To walk in India is to tread on a broken promise. We refer to our country as a developing nation, but the very ground we walk on reveals how much remains broken. The metaphorical act of walking - moving forward, progressing - should feel liberating. Yet, in modern India, walking feels like carrying the weight of a country that hasn’t healed itself. It seems like one is walking through the streets, through chaos, inequality, and neglect.
During the 2020 nationwide lockdown, millions of migrant workers were left stranded in cities without transport, income, or food. With no trains or buses running, they began walking hundreds of kilometers back to their villages — from Delhi to Bihar, from Mumbai to Madhya Pradesh — under the scorching sun. Many collapsed on highways; some never reached home. This haunting image of barefoot laborers on empty expressways became one of the starkest symbols of India’s inequality, a reminder that while the nation celebrates digital progress, millions still struggle for the basic right to move safely.
On the one hand, we glorify the advancement: glittering metros, posh towers, and bustling start-ups. However, walk a little further than these glass walls and cracks will start to appear, in the form of open drains, plastic-choked streets, and people who walk miles to get basic amenities. Each of these steps reveals the extent of the minimal change of the unprivileged. Walking, both literally and figuratively, is a sin in this country, as you have to look at the ugly side of the system.
The government's promises of “inclusive development” echo across speeches and advertisements, yet reality feels divided into two Indias, one that is passing by progress and the other that is walking beside it. India, in the rural setting, continues to fight with inadequate sanitation, rotting infrastructure, and broken education systems. Even in cities, though, the illusion of progress disappears as soon as you are out on the street where there are potholes, piles of trash, and cars slamming along.
Not only are the rural poor deficient in civic sense, but the urban elite play their part in that as well. The sidewalks are abused, footwalks are parking lots, and cleanliness movements are a slogan rather than a habit. The irony is that we boast of economic growth, yet we do not achieve the most fundamental indicators of citizenship, which include respect for the public space, empathy for other people, and accountability.

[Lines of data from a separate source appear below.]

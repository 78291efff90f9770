//! # toygc - Mark-Sweep Garbage Collector for a Toy Stack Machine
//!
//! toygc manages a heap of two kinds of values, integer scalars and pairs of
//! references, on behalf of a small stack machine. Anything reachable from
//! the root stack survives a collection; everything else, cycles included,
//! is reclaimed.
//!
//! ## Quick Start
//!
//! ```rust
//! use toygc::{GcConfig, Heap, Value};
//!
//! fn main() -> Result<(), toygc::GcError> {
//!     let mut heap = Heap::new(GcConfig::default())?;
//!
//!     // Allocate and root two scalars, then pair them
//!     heap.push_scalar(1)?;
//!     heap.push_scalar(2)?;
//!     let pair = heap.push_pair()?;
//!
//!     let stats = heap.collect();
//!     assert_eq!(stats.reclaimed, 0);
//!     assert!(matches!(heap.get(pair)?, Value::Pair { .. }));
//!
//!     // Dropping the only root makes all three objects garbage
//!     heap.pop_root()?;
//!     heap.collect();
//!     assert_eq!(heap.live_object_count(), 0);
//!     Ok(())
//! }
//! ```
//!
//! ## Architecture
//!
//! ```text
//! ┌──────────────────────── Heap ─────────────────────────┐
//! │                                                        │
//! │   RootStack ──┐                                        │
//! │               ▼                                        │
//! │   Marker (explicit work stack) ──▶ ObjectTable         │
//! │                                     ├─ slots + generations
//! │   Sweeper (one registry pass) ────▶ ├─ registry (newest first)
//! │                                     └─ free list       │
//! │   ThresholdPolicy ◀── live count after each sweep      │
//! └────────────────────────────────────────────────────────┘
//! ```
//!
//! Objects are addressed by [`Handle`]s: a slot index plus the generation
//! the slot had when the object was created. A handle to a reclaimed object
//! is reported as [`GcError::StaleHandle`] rather than aliasing whatever
//! reuses the slot.
//!
//! ## Collection Triggers
//!
//! - Allocation when the live count has reached the threshold
//! - [`Heap::collect`]
//! - Allocation at the `max_objects` limit (one retry, then `OutOfMemory`)
//!
//! After each cycle the threshold becomes `live * growth_factor`, floored at
//! the initial threshold unless `floor_at_initial` is turned off.
//!
//! ## Modules
//!
//! - [`config`]: GC configuration parameters and validation
//! - [`error`]: Error types for all heap operations
//! - [`gc`]: The heap and its collection cycle
//! - [`logging`]: Structured GC events
//! - [`marker`]: Root stack and mark phase
//! - [`object`]: Handles and heap values
//! - [`policy`]: Collection threshold policy
//! - [`stats`]: Cycle and lifetime statistics

// Core GC modules
pub mod config;
pub mod error;
pub mod gc;

// Object storage
pub mod object;
pub(crate) mod allocator;
pub(crate) mod heap;

// GC algorithm components
pub mod marker;
pub mod policy;
pub(crate) mod sweeper;

// Monitoring
pub mod logging;
pub mod stats;

// Re-export main types for convenience
pub use config::{EventFormat, GcConfig};
pub use error::{GcError, Result};
pub use gc::{GcReason, GcState, Heap};
pub use logging::{GcEvent, GcLogger};
pub use marker::RootStack;
pub use object::{Handle, ObjectKind, Value};
pub use policy::ThresholdPolicy;
pub use stats::{CycleStats, GcStats, GcSummary};

/// toygc version string from Cargo.toml
pub const VERSION: &str = env!("CARGO_PKG_VERSION");
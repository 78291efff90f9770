//! Collection Policy - Adaptive Threshold
//!
//! Decides when allocation triggers a collection and where the next
//! trigger point sits afterwards. The threshold follows the surviving live
//! set (`live * growth_factor`), so a heap that settles at N live objects
//! collects roughly every N allocations.

use crate::config::GcConfig;

/// ThresholdPolicy - trigger point for the next collection
#[derive(Debug, Clone, Copy, PartialEq, Eq)]
pub struct ThresholdPolicy {
    /// Configured initial threshold, also the floor
    floor: usize,
    growth_factor: usize,
    floor_enabled: bool,
}

impl ThresholdPolicy {
    pub fn new(floor: usize, growth_factor: usize, floor_enabled: bool) -> Self {
        Self {
            floor,
            growth_factor,
            floor_enabled,
        }
    }

    pub fn from_config(config: &GcConfig) -> Self {
        Self::new(
            config.initial_threshold,
            config.growth_factor,
            config.floor_at_initial,
        )
    }

    /// Threshold before the first collection
    pub fn initial(&self) -> usize {
        self.floor
    }

    /// Threshold after a collection that left `live` objects
    pub fn next_threshold(&self, live: usize) -> usize {
        let grown = live.saturating_mul(self.growth_factor);
        if self.floor_enabled {
            grown.max(self.floor)
        } else {
            grown
        }
    }

    /// Whether allocating with `live` objects present must collect first
    pub fn should_collect(&self, live: usize, threshold: usize) -> bool {
        live >= threshold
    }
}

impl Default for ThresholdPolicy {
    fn default() -> Self {
        Self::from_config(&GcConfig::default())
    }
}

In India, progress limps along.
Walking through India is not about crossing through physical boundaries; it is about walking through languages, faith, and invisible lines of belonging. In a country that celebrates diversity, language and religion have quietly turned into tools of control. What should have been our identity has become our division. Every region speaks in its own rhythm, yet only a few voices are allowed to sound “national.”
During recent years, debates over both language and belief have sharpened. Resistance to the imposition of Hindi in Tamil Nadu and Karnataka is another struggle that is wasting a greater agenda, which is the right to retain their cultural tongue without being labeled unpatriotic. Meanwhile, religion, which was to be a community glue through mutual values, has turned into a field of supremacy. Religion has now separated more than it united, has made worship a contest and belonging an outcast.
It is not the tragedy that India is diverse, but that this diversity is being policed all the time. The powerful ones choose the language known as pure, the religion as true, and who is where. These silent hierarchies continue to increase beneath the din of progress. The sin is not in walking, it is walking through a nation where the very things that should unite us are used to separate us.
Despite all the discussions of digital India and smart cities, civic behavior tends to be regressive. Dropping garbage out of car windows, roads blocked by political rallies, the zebra crossing ignored — these are everyday acts of collective indifference. And it is not only an infrastructural failure, it is a failure of attitude.
Urban citizens, armed with education and access, often behave no better than those they criticize. We blame the government for inefficiency but forget our personal role in maintaining civic order. Cities like Mumbai, Delhi, and Bengaluru show how modernization without manners creates chaos. The sin is not just political corruption; it is public complacency.
India loves to celebrate its spiritual depth, yet its compassion seems to shrink each day. The same society that builds temples forgets to build empathy. The same country that prays for peace refuses to make space for pedestrians. We move fast but without direction.
Poverty and unemployment are not just statistics; they are visible on every street corner where young people wander with degrees but no jobs. Women face harassment daily, and crimes often vanish beneath political debates. Even the environment bears the cost of our restless, polluted air, disappearing trees, and cities that suffocate under their own ambition.
Walking becomes a sin because it exposes us to these truths, truths that power prefers to overlook and privilege prefers not to notice.
Walking in India should not feel like an act of rebellion. It should feel like belonging. But until we rebuild our moral and civic foundation, it will remain an act of endurance. The sin is not walking — the sin is pretending everything is fine when the path itself is broken.
It is a country to be seen by walking and seeing its beauty and its decay: the strength of its people and the ineffectiveness of its systems. India is extraordinary, but extraordinary things require care, not complacency. We need not abandon pride in our nation, but we must earn it.
Perhaps, walking is not a sin after all — it is the reminder we need. Every step through this land is a confrontation with what we have ignored for too long. And maybe, if we learn to walk with awareness instead of denial, India will finally start moving forward, not just in headlines, but in heart.